━━ Data for this exercise
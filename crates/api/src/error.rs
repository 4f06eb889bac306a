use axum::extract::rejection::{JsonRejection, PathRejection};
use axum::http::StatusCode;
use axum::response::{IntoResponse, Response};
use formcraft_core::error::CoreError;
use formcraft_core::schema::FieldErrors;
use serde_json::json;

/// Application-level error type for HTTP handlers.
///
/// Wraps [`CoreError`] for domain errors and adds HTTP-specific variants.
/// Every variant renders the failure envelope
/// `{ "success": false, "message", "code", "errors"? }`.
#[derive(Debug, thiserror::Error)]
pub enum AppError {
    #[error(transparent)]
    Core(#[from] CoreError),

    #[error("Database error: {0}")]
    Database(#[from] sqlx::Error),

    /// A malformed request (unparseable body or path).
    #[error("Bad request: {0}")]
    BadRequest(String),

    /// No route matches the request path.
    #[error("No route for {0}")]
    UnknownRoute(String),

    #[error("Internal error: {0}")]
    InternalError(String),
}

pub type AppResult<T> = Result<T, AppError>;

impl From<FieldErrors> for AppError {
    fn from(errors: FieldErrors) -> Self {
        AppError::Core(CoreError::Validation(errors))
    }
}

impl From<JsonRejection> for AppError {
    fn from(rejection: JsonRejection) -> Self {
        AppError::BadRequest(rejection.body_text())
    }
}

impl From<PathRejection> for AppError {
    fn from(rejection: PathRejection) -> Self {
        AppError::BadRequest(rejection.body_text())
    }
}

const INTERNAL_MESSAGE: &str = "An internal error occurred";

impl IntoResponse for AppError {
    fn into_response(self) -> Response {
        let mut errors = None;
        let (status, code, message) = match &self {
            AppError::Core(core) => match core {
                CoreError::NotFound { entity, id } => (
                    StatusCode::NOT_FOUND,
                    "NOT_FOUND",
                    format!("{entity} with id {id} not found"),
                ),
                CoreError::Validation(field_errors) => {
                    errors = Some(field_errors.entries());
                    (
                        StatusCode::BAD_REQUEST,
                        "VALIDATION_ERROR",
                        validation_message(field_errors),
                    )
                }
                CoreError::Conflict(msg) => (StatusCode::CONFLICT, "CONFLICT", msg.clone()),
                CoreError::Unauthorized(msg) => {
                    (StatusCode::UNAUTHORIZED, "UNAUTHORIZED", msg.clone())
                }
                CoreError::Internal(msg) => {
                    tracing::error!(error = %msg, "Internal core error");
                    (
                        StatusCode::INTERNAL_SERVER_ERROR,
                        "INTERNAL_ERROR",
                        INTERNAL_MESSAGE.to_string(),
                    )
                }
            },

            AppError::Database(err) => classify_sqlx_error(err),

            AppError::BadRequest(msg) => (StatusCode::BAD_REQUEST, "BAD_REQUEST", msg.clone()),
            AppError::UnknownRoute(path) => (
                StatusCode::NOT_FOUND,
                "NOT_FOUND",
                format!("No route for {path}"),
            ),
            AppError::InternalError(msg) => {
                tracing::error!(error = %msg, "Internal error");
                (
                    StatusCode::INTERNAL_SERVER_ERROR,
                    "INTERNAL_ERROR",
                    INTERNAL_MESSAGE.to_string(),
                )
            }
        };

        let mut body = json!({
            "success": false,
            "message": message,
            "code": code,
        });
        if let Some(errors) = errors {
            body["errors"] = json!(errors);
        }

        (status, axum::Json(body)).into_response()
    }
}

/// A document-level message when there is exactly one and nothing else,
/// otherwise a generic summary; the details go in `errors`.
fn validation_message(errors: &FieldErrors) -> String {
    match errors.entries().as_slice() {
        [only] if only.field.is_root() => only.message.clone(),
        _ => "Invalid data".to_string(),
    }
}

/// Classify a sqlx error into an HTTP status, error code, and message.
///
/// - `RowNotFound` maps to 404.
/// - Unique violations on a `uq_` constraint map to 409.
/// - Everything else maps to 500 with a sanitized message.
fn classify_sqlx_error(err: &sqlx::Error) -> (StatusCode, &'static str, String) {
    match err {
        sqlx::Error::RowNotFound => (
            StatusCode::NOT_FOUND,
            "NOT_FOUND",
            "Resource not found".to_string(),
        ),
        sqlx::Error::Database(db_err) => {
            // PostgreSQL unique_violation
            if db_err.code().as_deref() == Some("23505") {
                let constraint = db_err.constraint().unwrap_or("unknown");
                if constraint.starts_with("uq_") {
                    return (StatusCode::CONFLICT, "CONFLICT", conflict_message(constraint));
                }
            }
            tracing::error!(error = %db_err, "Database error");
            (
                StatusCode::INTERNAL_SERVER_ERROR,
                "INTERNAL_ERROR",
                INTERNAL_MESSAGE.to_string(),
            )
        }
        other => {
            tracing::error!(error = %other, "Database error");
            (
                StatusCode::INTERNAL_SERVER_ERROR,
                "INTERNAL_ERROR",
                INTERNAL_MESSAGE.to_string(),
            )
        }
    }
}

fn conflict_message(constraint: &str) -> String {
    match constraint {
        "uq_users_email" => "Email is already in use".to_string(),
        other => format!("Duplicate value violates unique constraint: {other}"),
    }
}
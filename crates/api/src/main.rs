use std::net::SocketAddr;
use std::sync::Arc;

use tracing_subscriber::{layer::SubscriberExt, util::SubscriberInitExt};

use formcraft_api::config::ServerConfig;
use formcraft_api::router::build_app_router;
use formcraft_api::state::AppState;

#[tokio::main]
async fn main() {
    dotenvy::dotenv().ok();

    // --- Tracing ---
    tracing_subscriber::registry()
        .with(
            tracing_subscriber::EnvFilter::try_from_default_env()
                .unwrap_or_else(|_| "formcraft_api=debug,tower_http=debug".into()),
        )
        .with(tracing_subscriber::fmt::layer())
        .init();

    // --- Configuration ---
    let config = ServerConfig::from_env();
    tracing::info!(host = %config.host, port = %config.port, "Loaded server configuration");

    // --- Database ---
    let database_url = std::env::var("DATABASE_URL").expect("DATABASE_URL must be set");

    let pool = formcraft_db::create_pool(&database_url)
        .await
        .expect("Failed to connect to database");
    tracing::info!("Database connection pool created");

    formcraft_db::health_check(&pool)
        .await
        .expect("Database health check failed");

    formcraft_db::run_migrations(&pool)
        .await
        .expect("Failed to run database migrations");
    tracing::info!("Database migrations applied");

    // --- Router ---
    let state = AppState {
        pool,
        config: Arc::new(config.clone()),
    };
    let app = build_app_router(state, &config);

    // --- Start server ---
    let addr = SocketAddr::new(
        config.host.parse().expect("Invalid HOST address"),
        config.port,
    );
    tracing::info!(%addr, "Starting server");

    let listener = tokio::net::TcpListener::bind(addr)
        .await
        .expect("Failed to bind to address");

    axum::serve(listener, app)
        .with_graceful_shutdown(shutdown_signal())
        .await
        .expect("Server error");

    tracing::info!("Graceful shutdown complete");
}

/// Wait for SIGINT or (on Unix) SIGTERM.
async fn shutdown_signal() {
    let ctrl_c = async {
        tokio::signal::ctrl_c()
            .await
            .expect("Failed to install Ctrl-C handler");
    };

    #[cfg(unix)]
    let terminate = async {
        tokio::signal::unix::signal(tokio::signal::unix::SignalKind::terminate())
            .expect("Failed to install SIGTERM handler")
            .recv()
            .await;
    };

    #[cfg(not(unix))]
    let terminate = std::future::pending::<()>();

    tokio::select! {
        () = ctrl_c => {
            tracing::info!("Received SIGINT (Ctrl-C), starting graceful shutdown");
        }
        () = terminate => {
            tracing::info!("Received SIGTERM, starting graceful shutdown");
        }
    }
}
━━━━
Counting only lines above that contain the string "BadRequest", report how many there are and write nothing further.

> **Solution to this problem**
4